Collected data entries

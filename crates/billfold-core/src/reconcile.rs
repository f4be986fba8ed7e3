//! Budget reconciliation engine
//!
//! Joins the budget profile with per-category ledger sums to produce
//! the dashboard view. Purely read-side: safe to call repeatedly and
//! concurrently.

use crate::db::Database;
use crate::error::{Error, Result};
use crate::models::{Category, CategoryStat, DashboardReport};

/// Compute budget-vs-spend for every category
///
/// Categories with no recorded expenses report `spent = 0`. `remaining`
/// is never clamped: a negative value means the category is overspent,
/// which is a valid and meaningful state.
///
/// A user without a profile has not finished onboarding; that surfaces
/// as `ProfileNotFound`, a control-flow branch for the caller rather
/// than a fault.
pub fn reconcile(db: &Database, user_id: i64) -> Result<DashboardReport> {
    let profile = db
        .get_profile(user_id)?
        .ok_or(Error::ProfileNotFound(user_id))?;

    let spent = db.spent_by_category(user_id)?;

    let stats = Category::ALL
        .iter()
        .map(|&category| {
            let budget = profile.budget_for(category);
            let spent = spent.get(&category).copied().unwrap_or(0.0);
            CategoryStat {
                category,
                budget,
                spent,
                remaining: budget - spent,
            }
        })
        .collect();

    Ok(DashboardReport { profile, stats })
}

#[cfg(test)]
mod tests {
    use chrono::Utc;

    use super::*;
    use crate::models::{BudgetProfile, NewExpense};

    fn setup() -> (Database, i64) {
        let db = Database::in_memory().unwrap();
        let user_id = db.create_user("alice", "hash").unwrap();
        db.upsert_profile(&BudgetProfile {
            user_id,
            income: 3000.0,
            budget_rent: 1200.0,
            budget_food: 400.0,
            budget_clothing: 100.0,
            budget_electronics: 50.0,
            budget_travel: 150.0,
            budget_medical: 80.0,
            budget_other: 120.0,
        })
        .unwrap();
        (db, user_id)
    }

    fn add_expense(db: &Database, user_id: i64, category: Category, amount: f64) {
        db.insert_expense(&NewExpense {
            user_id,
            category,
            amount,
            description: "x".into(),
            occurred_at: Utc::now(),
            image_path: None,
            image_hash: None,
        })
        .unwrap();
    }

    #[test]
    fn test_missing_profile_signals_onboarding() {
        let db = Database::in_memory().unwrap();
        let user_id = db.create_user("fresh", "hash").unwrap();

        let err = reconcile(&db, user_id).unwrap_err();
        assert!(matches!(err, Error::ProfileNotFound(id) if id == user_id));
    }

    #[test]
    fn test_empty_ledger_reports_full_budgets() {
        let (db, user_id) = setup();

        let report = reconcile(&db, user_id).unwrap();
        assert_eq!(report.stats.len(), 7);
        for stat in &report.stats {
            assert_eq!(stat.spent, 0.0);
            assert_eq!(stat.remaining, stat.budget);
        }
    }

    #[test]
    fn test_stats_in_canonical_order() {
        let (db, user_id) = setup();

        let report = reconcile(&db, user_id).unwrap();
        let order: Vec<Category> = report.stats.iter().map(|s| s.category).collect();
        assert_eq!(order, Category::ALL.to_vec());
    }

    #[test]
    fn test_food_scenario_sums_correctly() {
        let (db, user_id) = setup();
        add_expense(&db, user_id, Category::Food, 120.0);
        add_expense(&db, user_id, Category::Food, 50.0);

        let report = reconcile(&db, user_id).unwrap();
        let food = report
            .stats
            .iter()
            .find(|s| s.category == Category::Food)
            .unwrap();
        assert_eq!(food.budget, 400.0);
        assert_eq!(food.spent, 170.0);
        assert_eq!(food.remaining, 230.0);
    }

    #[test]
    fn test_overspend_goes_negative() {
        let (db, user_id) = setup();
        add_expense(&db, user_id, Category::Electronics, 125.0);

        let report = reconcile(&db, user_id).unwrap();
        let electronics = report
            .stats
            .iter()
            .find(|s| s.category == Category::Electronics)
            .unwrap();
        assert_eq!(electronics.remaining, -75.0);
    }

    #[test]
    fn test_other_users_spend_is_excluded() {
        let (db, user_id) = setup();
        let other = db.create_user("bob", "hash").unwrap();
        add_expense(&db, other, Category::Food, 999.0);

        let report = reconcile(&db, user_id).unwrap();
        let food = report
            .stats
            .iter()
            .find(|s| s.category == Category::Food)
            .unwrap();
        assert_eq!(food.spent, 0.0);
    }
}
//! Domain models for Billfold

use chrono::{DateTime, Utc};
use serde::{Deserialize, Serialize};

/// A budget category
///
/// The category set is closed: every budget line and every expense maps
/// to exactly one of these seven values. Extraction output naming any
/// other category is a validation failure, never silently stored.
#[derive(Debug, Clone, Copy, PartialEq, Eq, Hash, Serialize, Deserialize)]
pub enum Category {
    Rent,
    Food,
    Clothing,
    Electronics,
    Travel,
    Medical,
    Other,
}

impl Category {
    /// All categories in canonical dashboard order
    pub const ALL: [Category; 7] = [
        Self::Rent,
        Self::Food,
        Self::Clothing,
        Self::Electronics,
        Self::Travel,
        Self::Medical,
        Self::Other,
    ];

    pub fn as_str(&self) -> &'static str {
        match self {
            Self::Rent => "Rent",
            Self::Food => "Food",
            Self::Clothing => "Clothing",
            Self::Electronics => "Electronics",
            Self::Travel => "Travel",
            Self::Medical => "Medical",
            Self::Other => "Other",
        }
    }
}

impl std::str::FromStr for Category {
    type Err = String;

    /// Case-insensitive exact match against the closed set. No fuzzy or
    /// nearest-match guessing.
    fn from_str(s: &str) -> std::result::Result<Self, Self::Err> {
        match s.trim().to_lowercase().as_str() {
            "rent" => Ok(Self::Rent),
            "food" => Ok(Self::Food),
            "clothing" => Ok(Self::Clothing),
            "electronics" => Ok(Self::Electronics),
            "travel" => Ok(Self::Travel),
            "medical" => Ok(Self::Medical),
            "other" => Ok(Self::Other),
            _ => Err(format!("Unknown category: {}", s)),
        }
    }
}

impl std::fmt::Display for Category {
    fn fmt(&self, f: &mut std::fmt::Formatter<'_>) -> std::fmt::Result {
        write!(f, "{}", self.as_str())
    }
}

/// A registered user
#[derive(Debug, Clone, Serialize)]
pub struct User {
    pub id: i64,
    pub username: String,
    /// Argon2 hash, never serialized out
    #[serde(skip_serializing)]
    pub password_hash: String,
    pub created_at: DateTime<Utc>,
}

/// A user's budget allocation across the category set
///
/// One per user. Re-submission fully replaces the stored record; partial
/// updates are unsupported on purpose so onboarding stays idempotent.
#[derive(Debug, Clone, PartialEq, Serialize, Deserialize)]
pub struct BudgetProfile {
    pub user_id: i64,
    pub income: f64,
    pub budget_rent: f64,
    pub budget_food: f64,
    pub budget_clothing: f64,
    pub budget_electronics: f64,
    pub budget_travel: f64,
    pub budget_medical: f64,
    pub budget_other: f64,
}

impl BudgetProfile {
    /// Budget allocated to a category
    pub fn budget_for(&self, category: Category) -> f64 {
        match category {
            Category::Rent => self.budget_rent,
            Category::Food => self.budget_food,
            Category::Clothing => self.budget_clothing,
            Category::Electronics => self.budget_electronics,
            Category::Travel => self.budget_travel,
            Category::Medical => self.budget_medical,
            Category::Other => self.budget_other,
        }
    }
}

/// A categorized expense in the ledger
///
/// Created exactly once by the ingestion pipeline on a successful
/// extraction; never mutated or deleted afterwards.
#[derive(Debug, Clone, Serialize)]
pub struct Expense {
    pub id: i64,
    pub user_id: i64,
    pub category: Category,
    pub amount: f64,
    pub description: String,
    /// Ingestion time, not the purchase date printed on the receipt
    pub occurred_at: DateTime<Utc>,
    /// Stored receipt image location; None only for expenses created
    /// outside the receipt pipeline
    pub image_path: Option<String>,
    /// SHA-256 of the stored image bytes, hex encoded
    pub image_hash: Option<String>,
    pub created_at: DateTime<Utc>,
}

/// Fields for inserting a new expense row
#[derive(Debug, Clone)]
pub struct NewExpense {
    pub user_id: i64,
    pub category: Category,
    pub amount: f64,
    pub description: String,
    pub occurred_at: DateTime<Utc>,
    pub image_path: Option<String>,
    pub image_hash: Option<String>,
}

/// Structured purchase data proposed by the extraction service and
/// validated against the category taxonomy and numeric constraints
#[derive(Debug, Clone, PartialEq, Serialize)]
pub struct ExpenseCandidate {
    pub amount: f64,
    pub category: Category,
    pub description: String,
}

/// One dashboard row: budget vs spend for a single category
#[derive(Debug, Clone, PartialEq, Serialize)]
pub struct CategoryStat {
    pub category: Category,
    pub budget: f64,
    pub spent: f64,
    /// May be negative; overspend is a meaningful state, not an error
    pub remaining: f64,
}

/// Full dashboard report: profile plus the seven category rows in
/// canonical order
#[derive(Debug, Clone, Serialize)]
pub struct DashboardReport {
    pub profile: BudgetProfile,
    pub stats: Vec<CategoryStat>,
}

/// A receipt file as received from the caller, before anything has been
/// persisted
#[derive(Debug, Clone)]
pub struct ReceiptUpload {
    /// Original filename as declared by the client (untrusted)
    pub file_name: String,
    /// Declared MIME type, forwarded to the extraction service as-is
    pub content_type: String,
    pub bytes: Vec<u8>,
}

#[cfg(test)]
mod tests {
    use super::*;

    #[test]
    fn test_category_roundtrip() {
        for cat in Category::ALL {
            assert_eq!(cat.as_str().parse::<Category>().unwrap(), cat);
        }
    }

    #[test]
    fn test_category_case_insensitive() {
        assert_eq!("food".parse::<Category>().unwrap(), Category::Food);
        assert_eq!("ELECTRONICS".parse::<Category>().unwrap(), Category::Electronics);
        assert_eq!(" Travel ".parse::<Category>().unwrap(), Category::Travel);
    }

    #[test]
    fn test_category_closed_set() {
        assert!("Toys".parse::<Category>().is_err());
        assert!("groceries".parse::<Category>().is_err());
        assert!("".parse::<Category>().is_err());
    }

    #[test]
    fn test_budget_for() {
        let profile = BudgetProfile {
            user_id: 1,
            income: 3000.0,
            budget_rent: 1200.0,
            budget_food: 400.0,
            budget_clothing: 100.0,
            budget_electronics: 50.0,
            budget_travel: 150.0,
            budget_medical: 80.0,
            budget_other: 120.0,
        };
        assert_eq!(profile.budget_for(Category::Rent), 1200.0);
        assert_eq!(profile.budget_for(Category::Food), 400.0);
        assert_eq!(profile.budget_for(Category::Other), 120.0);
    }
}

*Aim of the exercise:* Within the data above, the lines from the one with "pub struct User" to the one with "onboarding stays idempotent." must be repeated exactly; no other line belongs in the answer.

*Response to this task:*
pub struct User {
    pub id: i64,
    pub username: String,
    /// Argon2 hash, never serialized out
    #[serde(skip_serializing)]
    pub password_hash: String,
    pub created_at: DateTime<Utc>,
}

/// A user's budget allocation across the category set
///
/// One per user. Re-submission fully replaces the stored record; partial
/// updates are unsupported on purpose so onboarding stays idempotent.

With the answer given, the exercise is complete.